Collected data entries –
/// Q.931 4.5.8 Numbering plan identification
/// Bits: 4
#[derive(Debug, Clone, Copy, PartialEq, Eq, Hash)]
#[repr(u8)]
pub enum NumberingPlan {
    Unknown = 0,
    Isdn = 1,
    Data = 3,
    Telex = 4,
    National = 8,
    Private = 9,
}

impl std::convert::TryFrom<u64> for NumberingPlan {
    type Error = ();
    fn try_from(x: u64) -> Result<Self, Self::Error> {
        match x {
            0 => Ok(NumberingPlan::Unknown),
            1 => Ok(NumberingPlan::Isdn),
            3 => Ok(NumberingPlan::Data),
            4 => Ok(NumberingPlan::Telex),
            8 => Ok(NumberingPlan::National),
            9 => Ok(NumberingPlan::Private),
            _ => Err(()),
        }
    }
}

impl NumberingPlan {
    /// Convert this enum back into the raw integer value
    pub fn into_raw(self) -> u64 {
        match self {
            NumberingPlan::Unknown => 0,
            NumberingPlan::Isdn => 1,
            NumberingPlan::Data => 3,
            NumberingPlan::Telex => 4,
            NumberingPlan::National => 8,
            NumberingPlan::Private => 9,
        }
    }
}

impl From<NumberingPlan> for u64 {
    fn from(e: NumberingPlan) -> Self {
        e.into_raw()
    }
}

impl core::fmt::Display for NumberingPlan {
    fn fmt(&self, f: &mut core::fmt::Formatter<'_>) -> core::fmt::Result {
        match self {
            NumberingPlan::Unknown => write!(f, "Unknown"),
            NumberingPlan::Isdn => write!(f, "Isdn"),
            NumberingPlan::Data => write!(f, "Data"),
            NumberingPlan::Telex => write!(f, "Telex"),
            NumberingPlan::National => write!(f, "National"),
            NumberingPlan::Private => write!(f, "Private"),
        }
    }
}
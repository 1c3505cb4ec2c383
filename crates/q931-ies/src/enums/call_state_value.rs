/// Q.931 4.5.7 Call state value
/// Bits: 6. Values 0-25 are shared by user (Ux) and network (Nx) states, 61 and 62 are global call states
#[derive(Debug, Clone, Copy, PartialEq, Eq, Hash)]
#[repr(u8)]
pub enum CallStateValue {
    Null = 0,
    CallInitiated = 1,
    OverlapSending = 2,
    OutgoingCallProceeding = 3,
    CallDelivered = 4,
    CallPresent = 6,
    CallReceived = 7,
    ConnectRequest = 8,
    IncomingCallProceeding = 9,
    Active = 10,
    DisconnectRequest = 11,
    DisconnectIndication = 12,
    SuspendRequest = 15,
    ResumeRequest = 17,
    ReleaseRequest = 19,
    CallAbort = 22,
    OverlapReceiving = 25,
    RestartRequest = 61,
    Restart = 62,
}

impl std::convert::TryFrom<u64> for CallStateValue {
    type Error = ();
    fn try_from(x: u64) -> Result<Self, Self::Error> {
        match x {
            0 => Ok(CallStateValue::Null),
            1 => Ok(CallStateValue::CallInitiated),
            2 => Ok(CallStateValue::OverlapSending),
            3 => Ok(CallStateValue::OutgoingCallProceeding),
            4 => Ok(CallStateValue::CallDelivered),
            6 => Ok(CallStateValue::CallPresent),
            7 => Ok(CallStateValue::CallReceived),
            8 => Ok(CallStateValue::ConnectRequest),
            9 => Ok(CallStateValue::IncomingCallProceeding),
            10 => Ok(CallStateValue::Active),
            11 => Ok(CallStateValue::DisconnectRequest),
            12 => Ok(CallStateValue::DisconnectIndication),
            15 => Ok(CallStateValue::SuspendRequest),
            17 => Ok(CallStateValue::ResumeRequest),
            19 => Ok(CallStateValue::ReleaseRequest),
            22 => Ok(CallStateValue::CallAbort),
            25 => Ok(CallStateValue::OverlapReceiving),
            61 => Ok(CallStateValue::RestartRequest),
            62 => Ok(CallStateValue::Restart),
            _ => Err(()),
        }
    }
}

impl CallStateValue {
    /// Convert this enum back into the raw integer value
    pub fn into_raw(self) -> u64 {
        match self {
            CallStateValue::Null => 0,
            CallStateValue::CallInitiated => 1,
            CallStateValue::OverlapSending => 2,
            CallStateValue::OutgoingCallProceeding => 3,
            CallStateValue::CallDelivered => 4,
            CallStateValue::CallPresent => 6,
            CallStateValue::CallReceived => 7,
            CallStateValue::ConnectRequest => 8,
            CallStateValue::IncomingCallProceeding => 9,
            CallStateValue::Active => 10,
            CallStateValue::DisconnectRequest => 11,
            CallStateValue::DisconnectIndication => 12,
            CallStateValue::SuspendRequest => 15,
            CallStateValue::ResumeRequest => 17,
            CallStateValue::ReleaseRequest => 19,
            CallStateValue::CallAbort => 22,
            CallStateValue::OverlapReceiving => 25,
            CallStateValue::RestartRequest => 61,
            CallStateValue::Restart => 62,
        }
    }
}

impl From<CallStateValue> for u64 {
    fn from(e: CallStateValue) -> Self {
        e.into_raw()
    }
}

impl core::fmt::Display for CallStateValue {
    fn fmt(&self, f: &mut core::fmt::Formatter<'_>) -> core::fmt::Result {
        match self {
            CallStateValue::Null => write!(f, "Null"),
            CallStateValue::CallInitiated => write!(f, "CallInitiated"),
            CallStateValue::OverlapSending => write!(f, "OverlapSending"),
            CallStateValue::OutgoingCallProceeding => write!(f, "OutgoingCallProceeding"),
            CallStateValue::CallDelivered => write!(f, "CallDelivered"),
            CallStateValue::CallPresent => write!(f, "CallPresent"),
            CallStateValue::CallReceived => write!(f, "CallReceived"),
            CallStateValue::ConnectRequest => write!(f, "ConnectRequest"),
            CallStateValue::IncomingCallProceeding => write!(f, "IncomingCallProceeding"),
            CallStateValue::Active => write!(f, "Active"),
            CallStateValue::DisconnectRequest => write!(f, "DisconnectRequest"),
            CallStateValue::DisconnectIndication => write!(f, "DisconnectIndication"),
            CallStateValue::SuspendRequest => write!(f, "SuspendRequest"),
            CallStateValue::ResumeRequest => write!(f, "ResumeRequest"),
            CallStateValue::ReleaseRequest => write!(f, "ReleaseRequest"),
            CallStateValue::CallAbort => write!(f, "CallAbort"),
            CallStateValue::OverlapReceiving => write!(f, "OverlapReceiving"),
            CallStateValue::RestartRequest => write!(f, "RestartRequest"),
            CallStateValue::Restart => write!(f, "Restart"),
        }
    }
}

impl CallStateValue {
    /// States of the global call reference (restart procedure)
    pub fn is_global(self) -> bool {
        matches!(self, CallStateValue::RestartRequest | CallStateValue::Restart)
    }
}
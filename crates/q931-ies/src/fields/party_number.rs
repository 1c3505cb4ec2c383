use core::fmt;

use q931_core::{BitBuffer, IeParseErr, expect_ext};

use crate::enums::{
    numbering_plan::NumberingPlan, presentation_indicator::PresentationIndicator, screening_indicator::ScreeningIndicator,
    type_of_number::TypeOfNumber,
};
use crate::fields::ia5;

/// Which of the optional octets 3a and 3b a party number element may carry
#[derive(Debug, Clone, Copy, PartialEq, Eq)]
pub enum NumberLayout {
    /// Called party number: octet 3 only
    Plain,
    /// Calling and connected number: octet 3a with presentation and screening
    WithPresentation,
    /// Redirecting number: octets 3a and 3b (reason for redirection)
    WithRedirection,
}

/// Octet 3a of the calling, connected and redirecting number elements
#[derive(Debug, Clone, Copy, PartialEq, Eq)]
pub struct Presentation {
    pub indicator: PresentationIndicator,
    pub screening: ScreeningIndicator,
}

/// Common body of the party number elements (Q.931 4.5.8 and 4.5.10, connected number from Q.951, redirecting number from Q.952)
#[derive(Debug, Clone, PartialEq, Eq)]
pub struct PartyNumber {
    pub type_of_number: TypeOfNumber,
    pub numbering_plan: NumberingPlan,
    /// Octet 3a
    pub presentation: Option<Presentation>,
    /// Octet 3b, 4 bits
    pub redirection_reason: Option<u8>,
    pub digits: String,
}

impl PartyNumber {
    pub fn new(type_of_number: TypeOfNumber, numbering_plan: NumberingPlan, digits: &str) -> Self {
        PartyNumber {
            type_of_number,
            numbering_plan,
            presentation: None,
            redirection_reason: None,
            digits: digits.to_string(),
        }
    }

    /// Subscriber-independent default used by the demo switch and tests
    pub fn unknown(digits: &str) -> Self {
        Self::new(TypeOfNumber::Unknown, NumberingPlan::Isdn, digits)
    }

    pub fn from_bitbuf(buffer: &mut BitBuffer, layout: NumberLayout) -> Result<Self, IeParseErr> {
        // Octet 3
        let ext_3 = buffer.read_field(1, "ext_3")?;
        let val = buffer.read_field(3, "type_of_number")?;
        let type_of_number = TypeOfNumber::try_from(val).map_err(|_| IeParseErr::InvalidValue { field: "type_of_number", value: val })?;
        let val = buffer.read_field(4, "numbering_plan")?;
        let numbering_plan = NumberingPlan::try_from(val).map_err(|_| IeParseErr::InvalidValue { field: "numbering_plan", value: val })?;

        let mut presentation = None;
        let mut redirection_reason = None;
        if ext_3 == 0 {
            if layout == NumberLayout::Plain {
                return Err(IeParseErr::InvalidExtBit { field: "octet 3" });
            }

            // Octet 3a
            let ext_3a = buffer.read_field(1, "ext_3a")?;
            let val = buffer.read_field(2, "presentation_indicator")?;
            let indicator = PresentationIndicator::try_from(val)
                .map_err(|_| IeParseErr::InvalidValue { field: "presentation_indicator", value: val })?;
            buffer.read_field(3, "spare")?;
            let val = buffer.read_field(2, "screening_indicator")?;
            let screening = ScreeningIndicator::try_from(val)
                .map_err(|_| IeParseErr::InvalidValue { field: "screening_indicator", value: val })?;
            presentation = Some(Presentation { indicator, screening });

            if ext_3a == 0 {
                if layout != NumberLayout::WithRedirection {
                    return Err(IeParseErr::InvalidExtBit { field: "octet 3a" });
                }
                // Octet 3b
                let ext_3b = buffer.read_field(1, "ext_3b")?;
                expect_ext!(ext_3b, 1, "octet 3b")?;
                buffer.read_field(3, "spare")?;
                redirection_reason = Some(buffer.read_field(4, "redirection_reason")? as u8);
            }
        }

        let digits = ia5::read_ia5(buffer, "digits")?;

        Ok(PartyNumber {
            type_of_number,
            numbering_plan,
            presentation,
            redirection_reason,
            digits,
        })
    }

    pub fn to_bitbuf(&self, buffer: &mut BitBuffer, layout: NumberLayout) -> Result<(), IeParseErr> {
        if layout == NumberLayout::Plain && self.presentation.is_some() {
            return Err(IeParseErr::Inconsistency { field: "presentation", reason: "not carried by this element" });
        }
        if self.redirection_reason.is_some() {
            if layout != NumberLayout::WithRedirection {
                return Err(IeParseErr::Inconsistency { field: "redirection_reason", reason: "not carried by this element" });
            }
            if self.presentation.is_none() {
                return Err(IeParseErr::Inconsistency { field: "redirection_reason", reason: "octet 3b requires octet 3a" });
            }
        }

        // Octet 3
        buffer.write_bits(self.presentation.is_none() as u64, 1);
        buffer.write_bits(self.type_of_number.into_raw(), 3);
        buffer.write_bits(self.numbering_plan.into_raw(), 4);

        // Octet 3a
        if let Some(p) = &self.presentation {
            buffer.write_bits(self.redirection_reason.is_none() as u64, 1);
            buffer.write_bits(p.indicator.into_raw(), 2);
            buffer.write_bits(0, 3);
            buffer.write_bits(p.screening.into_raw(), 2);
        }

        // Octet 3b
        if let Some(reason) = self.redirection_reason {
            buffer.write_bits(1, 1);
            buffer.write_bits(0, 3);
            buffer.write_bits(reason as u64 & 0x0F, 4);
        }

        ia5::write_ia5(buffer, &self.digits, "digits")
    }
}

impl fmt::Display for PartyNumber {
    fn fmt(&self, f: &mut fmt::Formatter) -> fmt::Result {
        write!(f, "{} {} \"{}\"", self.type_of_number, self.numbering_plan, self.digits)?;
        if let Some(p) = &self.presentation {
            write!(f, " {} {}", p.indicator, p.screening)?;
        }
        if let Some(r) = self.redirection_reason {
            write!(f, " reason {}", r)?;
        }
        Ok(())
    }
}

#[cfg(test)]
mod tests {
    use super::*;
    use q931_core::debug;

    fn encode(n: &PartyNumber, layout: NumberLayout) -> Vec<u8> {
        let mut buf = BitBuffer::new_autoexpand(32);
        n.to_bitbuf(&mut buf, layout).unwrap();
        buf.into_bytes()
    }

    #[test]
    fn test_called_number() {
        debug::setup_logging_verbose();
        // National, ISDN plan, "5551234"
        let bytes = hex::decode("a135353531323334").unwrap();
        let mut buf = BitBuffer::from_bytes(&bytes);
        let n = PartyNumber::from_bitbuf(&mut buf, NumberLayout::Plain).unwrap();
        tracing::info!("{}", n);
        assert_eq!(n.type_of_number, TypeOfNumber::National);
        assert_eq!(n.numbering_plan, NumberingPlan::Isdn);
        assert_eq!(n.digits, "5551234");
        assert_eq!(encode(&n, NumberLayout::Plain), bytes);
    }

    #[test]
    fn test_calling_number_with_presentation() {
        debug::setup_logging_verbose();
        // Octet 3 ext=0, 3a: restricted, network provided
        let bytes = hex::decode("21a33132").unwrap();
        let mut buf = BitBuffer::from_bytes(&bytes);
        let n = PartyNumber::from_bitbuf(&mut buf, NumberLayout::WithPresentation).unwrap();
        let p = n.presentation.unwrap();
        assert_eq!(p.indicator, PresentationIndicator::Restricted);
        assert_eq!(p.screening, ScreeningIndicator::NetworkProvided);
        assert_eq!(n.digits, "12");
        assert_eq!(encode(&n, NumberLayout::WithPresentation), bytes);

        // Called number cannot carry octet 3a
        let mut buf = BitBuffer::from_bytes(&bytes);
        assert_eq!(
            PartyNumber::from_bitbuf(&mut buf, NumberLayout::Plain),
            Err(IeParseErr::InvalidExtBit { field: "octet 3" })
        );
    }

    #[test]
    fn test_redirecting_number() {
        debug::setup_logging_verbose();
        let mut n = PartyNumber::unknown("99");
        n.presentation = Some(Presentation {
            indicator: PresentationIndicator::Allowed,
            screening: ScreeningIndicator::UserProvidedNotScreened,
        });
        n.redirection_reason = Some(0x0F);
        let bytes = encode(&n, NumberLayout::WithRedirection);
        assert_eq!(bytes, hex::decode("01008f3939").unwrap());
        let mut buf = BitBuffer::from_bytes(&bytes);
        assert_eq!(PartyNumber::from_bitbuf(&mut buf, NumberLayout::WithRedirection).unwrap(), n);

        let mut out = BitBuffer::new_autoexpand(8);
        assert!(n.to_bitbuf(&mut out, NumberLayout::WithPresentation).is_err());
    }
}
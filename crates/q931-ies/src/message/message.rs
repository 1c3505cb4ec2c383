use core::fmt;

use q931_core::{BitBuffer, IeParseErr};

use crate::enums::{ie_id::IeId, message_type::MessageType};
use crate::ies::{Ie, Shift};

use super::callref::CallRef;
use super::ies::Ies;

pub const PROTOCOL_DISCRIMINATOR_Q931: u8 = 0x08;

/// Problem with one information element found while decoding a message.
/// The element is left out of the decoded collection.
#[derive(Debug, Clone, PartialEq, Eq)]
pub enum IeFault {
    /// Contents could not be decoded
    Malformed { id: u8, codeset: u8, err: IeParseErr },
    /// Codeset 0 identifier not known to this stack. Kept in the collection as `Ie::Unknown`.
    Unrecognized { id: u8 },
    /// Element length runs past the end of the frame. Decoding stops here.
    Truncated { id: u8 },
}

impl IeFault {
    pub fn id(&self) -> u8 {
        match self {
            IeFault::Malformed { id, .. } | IeFault::Unrecognized { id } | IeFault::Truncated { id } => *id,
        }
    }
}

impl fmt::Display for IeFault {
    fn fmt(&self, f: &mut fmt::Formatter<'_>) -> fmt::Result {
        match self {
            IeFault::Malformed { id, codeset, err } => write!(f, "malformed IE 0x{:02x} codeset {}: {}", id, codeset, err),
            IeFault::Unrecognized { id } => write!(f, "unrecognized IE 0x{:02x}", id),
            IeFault::Truncated { id } => write!(f, "truncated IE 0x{:02x}", id),
        }
    }
}

/// Frame that could not be turned into a message
#[derive(Debug, Clone, PartialEq, Eq)]
pub enum FrameErr {
    /// Protocol discriminator, call reference or message type octet unusable. The frame is dropped.
    Header(IeParseErr),
    /// Header is fine but the message type is unknown
    UnknownMessageType { callref: CallRef, message_type: u8 },
}

impl fmt::Display for FrameErr {
    fn fmt(&self, f: &mut fmt::Formatter<'_>) -> fmt::Result {
        match self {
            FrameErr::Header(e) => write!(f, "bad header: {}", e),
            FrameErr::UnknownMessageType { callref, message_type } => {
                write!(f, "unknown message type 0x{:02x} callref {}", message_type, callref)
            }
        }
    }
}

impl std::error::Error for FrameErr {}

impl From<IeParseErr> for FrameErr {
    fn from(e: IeParseErr) -> Self {
        FrameErr::Header(e)
    }
}

/// Q.931 message: header plus information elements
#[derive(Debug, Clone, PartialEq, Eq)]
pub struct Q931Message {
    pub callref: CallRef,
    pub message_type: MessageType,
    pub ies: Ies,
    /// Elements dropped while decoding. Always empty for locally built messages.
    pub faults: Vec<IeFault>,
}

impl Q931Message {
    pub fn new(callref: CallRef, message_type: MessageType, ies: Ies) -> Self {
        Q931Message { callref, message_type, ies, faults: Vec::new() }
    }

    /// Decode a frame. Element level problems do not fail the decode; they are listed in `faults`.
    pub fn from_bytes(frame: &[u8]) -> Result<Self, FrameErr> {
        let mut buf = BitBuffer::from_bytes(frame);
        let buffer = &mut buf;

        let pd = buffer.read_octet("protocol_discriminator")?;
        if pd != PROTOCOL_DISCRIMINATOR_Q931 {
            return Err(FrameErr::Header(IeParseErr::InvalidValue { field: "protocol_discriminator", value: pd as u64 }));
        }
        let callref = CallRef::from_bitbuf(buffer)?;

        let raw_type = buffer.read_octet("message_type")?;
        if raw_type & 0x80 != 0 {
            // Escape to nationally specific message types is not supported
            return Err(FrameErr::UnknownMessageType { callref, message_type: raw_type });
        }
        let Ok(message_type) = MessageType::try_from(raw_type as u64) else {
            return Err(FrameErr::UnknownMessageType { callref, message_type: raw_type });
        };

        let mut msg = Q931Message::new(callref, message_type, Ies::new());
        msg.read_ies(buffer);
        Ok(msg)
    }

    fn read_ies(&mut self, buffer: &mut BitBuffer) {
        let mut locked_codeset = 0u8;
        let mut next_codeset: Option<u8> = None;

        while buffer.get_len_remaining_octets() > 0 {
            let Ok(octet) = buffer.read_octet("ie_id") else { break };

            if octet & 0x80 != 0 {
                let id = IeId::single_octet_id(octet);
                if id as u64 == Shift::ID {
                    self.apply_shift(octet, &mut locked_codeset, &mut next_codeset);
                    continue;
                }
                let codeset = next_codeset.take().unwrap_or(locked_codeset);
                self.push_decoded(id, codeset, &[octet]);
                continue;
            }

            let Ok(len) = buffer.read_octet("ie_len") else {
                self.faults.push(IeFault::Truncated { id: octet });
                break;
            };
            let Ok(data) = buffer.read_bytes(len as usize, "ie_data") else {
                self.faults.push(IeFault::Truncated { id: octet });
                break;
            };
            let codeset = next_codeset.take().unwrap_or(locked_codeset);
            self.push_decoded(octet, codeset, &data);
        }
    }

    fn apply_shift(&mut self, octet: u8, locked_codeset: &mut u8, next_codeset: &mut Option<u8>) {
        match Shift::from_bitbuf(&mut BitBuffer::from_bytes(&[octet])) {
            Ok(shift) if shift.locking => {
                if shift.codeset < *locked_codeset {
                    // Locking shift may only move to a higher codeset
                    tracing::debug!("ignoring locking shift from codeset {} to {}", locked_codeset, shift.codeset);
                } else {
                    *locked_codeset = shift.codeset;
                }
            }
            Ok(shift) => *next_codeset = Some(shift.codeset),
            Err(err) => {
                tracing::debug!("bad shift 0x{:02x}: {}", octet, err);
                self.faults.push(IeFault::Malformed { id: octet, codeset: *locked_codeset, err });
            }
        }
    }

    fn push_decoded(&mut self, id: u8, codeset: u8, data: &[u8]) {
        match Ie::read_from_buf(id, codeset, data) {
            Ok(ie) => {
                if codeset == 0 && ie.ie_id().is_none() {
                    tracing::debug!("unrecognized IE 0x{:02x} in {}", id, self.message_type);
                    self.faults.push(IeFault::Unrecognized { id });
                }
                self.ies.add(ie);
            }
            Err(err) => {
                tracing::debug!("dropping IE 0x{:02x} codeset {} in {}: {}", id, codeset, self.message_type, err);
                self.faults.push(IeFault::Malformed { id, codeset, err });
            }
        }
    }

    /// Encode the message. Elements are written in canonical order; elements of other
    /// codesets are each preceded by a non-locking shift.
    pub fn to_bytes(&self) -> Result<Vec<u8>, IeParseErr> {
        let mut buf = BitBuffer::new_autoexpand(256);
        let buffer = &mut buf;
        buffer.write_bits(PROTOCOL_DISCRIMINATOR_Q931 as u64, 8);
        self.callref.to_bitbuf(buffer)?;
        buffer.write_bits(self.message_type.into_raw() & 0x7F, 8);

        let mut ies = self.ies.clone();
        ies.sort();
        for ie in ies.iter() {
            if matches!(ie, Ie::Shift(_)) {
                // Shifts are generated from the codeset of each element
                continue;
            }
            let codeset = ie.codeset();
            if codeset != 0 {
                Shift { locking: false, codeset }.to_bitbuf(buffer)?;
            }
            ie.write_to_buf(buffer)?;
        }
        Ok(buf.into_bytes())
    }
}

impl fmt::Display for Q931Message {
    fn fmt(&self, f: &mut fmt::Formatter<'_>) -> fmt::Result {
        write!(f, "{} callref {} {}", self.message_type, self.callref, self.ies)?;
        for fault in &self.faults {
            write!(f, " ({})", fault)?;
        }
        Ok(())
    }
}

#[cfg(test)]
mod tests {
    use super::*;
    use crate::enums::{cause_value::CauseValue, location::Location, user_info_layer1::UserInfoLayer1};
    use crate::fields::party_number::PartyNumber;
    use crate::ies::*;
    use q931_core::debug;

    const SETUP_BRI: &str = "0801010504038090a3180189700481323030a1";

    #[test]
    fn test_decode_setup() {
        debug::setup_logging_verbose();
        let msg = Q931Message::from_bytes(&hex::decode(SETUP_BRI).unwrap()).unwrap();
        tracing::info!("{}", msg);
        assert_eq!(msg.callref, CallRef::new(1, 1, false));
        assert_eq!(msg.message_type, MessageType::Setup);
        assert!(msg.faults.is_empty());
        assert_eq!(msg.ies.len(), 4);
        assert_eq!(msg.ies.channel_identification().map(|c| c.channels().to_vec()), Some(vec![1]));
        assert_eq!(msg.ies.called_party_number().map(|n| n.digits()), Some("200"));
        assert!(msg.ies.sending_complete());
    }

    #[test]
    fn test_encode_setup_canonical_order() {
        debug::setup_logging_verbose();
        // Added out of order on purpose
        let ies = Ies::new()
            .with(Ie::SendingComplete(SendingComplete))
            .with(Ie::CalledPartyNumber(CalledPartyNumber(PartyNumber {
                type_of_number: crate::enums::type_of_number::TypeOfNumber::Unknown,
                numbering_plan: crate::enums::numbering_plan::NumberingPlan::Isdn,
                presentation: None,
                redirection_reason: None,
                digits: "200".to_string(),
            })))
            .with(Ie::ChannelIdentification(ChannelIdentification::b_channel(ChannelInterfaceType::Basic, 1, true)))
            .with(Ie::BearerCapability(BearerCapability::speech(UserInfoLayer1::G711Alaw)));
        let msg = Q931Message::new(CallRef::new(1, 1, false), MessageType::Setup, ies);
        assert_eq!(hex::encode(msg.to_bytes().unwrap()), SETUP_BRI);
    }

    #[test]
    fn test_codeset_shifts() {
        debug::setup_logging_verbose();
        // Non-locking shift to codeset 6, one element, display back in codeset 0,
        // locking shift to codeset 5, one element
        let frame = "080182 7b 9e 0101 55 28024142 95 080133".replace(' ', "");
        let msg = Q931Message::from_bytes(&hex::decode(frame).unwrap()).unwrap();
        assert_eq!(msg.callref, CallRef::new(1, 2, true));
        assert!(msg.faults.is_empty(), "{:?}", msg.faults);
        let all: Vec<&Ie> = msg.ies.iter().collect();
        assert_eq!(all.len(), 3);
        assert_eq!(*all[0], Ie::Unknown { codeset: 6, id: 0x01, data: vec![0x55] });
        assert_eq!(msg.ies.display().map(|d| d.text.as_str()), Some("AB"));
        assert_eq!(*all[2], Ie::Unknown { codeset: 5, id: 0x08, data: vec![0x33] });
    }

    #[test]
    fn test_encode_other_codeset_with_shift() {
        debug::setup_logging_verbose();
        let ies = Ies::new()
            .with(Ie::Unknown { codeset: 6, id: 0x01, data: vec![0x55] })
            .with(Ie::Display(Display::new("AB")));
        let msg = Q931Message::new(CallRef::new(1, 2, true), MessageType::Information, ies);
        assert_eq!(hex::encode(msg.to_bytes().unwrap()), "080182 7b 28024142 9e 010155".replace(' ', ""));
    }

    #[test]
    fn test_bad_optional_ie_is_dropped() {
        debug::setup_logging_verbose();
        // DISCONNECT with a display carrying a non IA5 octet
        let frame = "08010145 08028290 2801c1".replace(' ', "");
        let msg = Q931Message::from_bytes(&hex::decode(frame).unwrap()).unwrap();
        assert_eq!(msg.ies.cause().and_then(|c| c.cause_value()), Some(CauseValue::NormalCallClearing));
        assert!(!msg.ies.contains(IeId::Display));
        assert!(matches!(msg.faults.as_slice(), [IeFault::Malformed { id: 0x28, codeset: 0, .. }]));
    }

    #[test]
    fn test_truncated_element() {
        debug::setup_logging_verbose();
        let frame = "08010145 0805 8290".replace(' ', "");
        let msg = Q931Message::from_bytes(&hex::decode(frame).unwrap()).unwrap();
        assert_eq!(msg.faults, vec![IeFault::Truncated { id: 0x08 }]);
        assert!(msg.ies.is_empty());
    }

    #[test]
    fn test_header_errors() {
        debug::setup_logging_verbose();
        assert!(matches!(Q931Message::from_bytes(&[0x09, 0x01, 0x01, 0x05]), Err(FrameErr::Header(_))));
        assert!(matches!(Q931Message::from_bytes(&[0x08, 0x01]), Err(FrameErr::Header(_))));
        assert_eq!(
            Q931Message::from_bytes(&[0x08, 0x01, 0x81, 0x7F]),
            Err(FrameErr::UnknownMessageType { callref: CallRef::new(1, 1, true), message_type: 0x7F })
        );
    }

    #[test]
    fn test_status_with_global_callref() {
        debug::setup_logging_verbose();
        let ies = Ies::new()
            .with(Ie::Cause(Cause::new(Location::User, CauseValue::InvalidCallReferenceValue)))
            .with(Ie::CallState(CallState::new(crate::enums::call_state_value::CallStateValue::Null)));
        let msg = Q931Message::new(CallRef::global(2), MessageType::Status, ies);
        let bytes = msg.to_bytes().unwrap();
        assert_eq!(hex::encode(&bytes), "080200007d080280d1140100");
        assert_eq!(Q931Message::from_bytes(&bytes).unwrap(), msg);
    }
}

Goal of the exercise – When a line among the entries contains "WithPresentation", pull that line out.

Result for this task –
    WithPresentation,
        let n = PartyNumber::from_bitbuf(&mut buf, NumberLayout::WithPresentation).unwrap();
        assert_eq!(encode(&n, NumberLayout::WithPresentation), bytes);
        assert!(n.to_bitbuf(&mut out, NumberLayout::WithPresentation).is_err());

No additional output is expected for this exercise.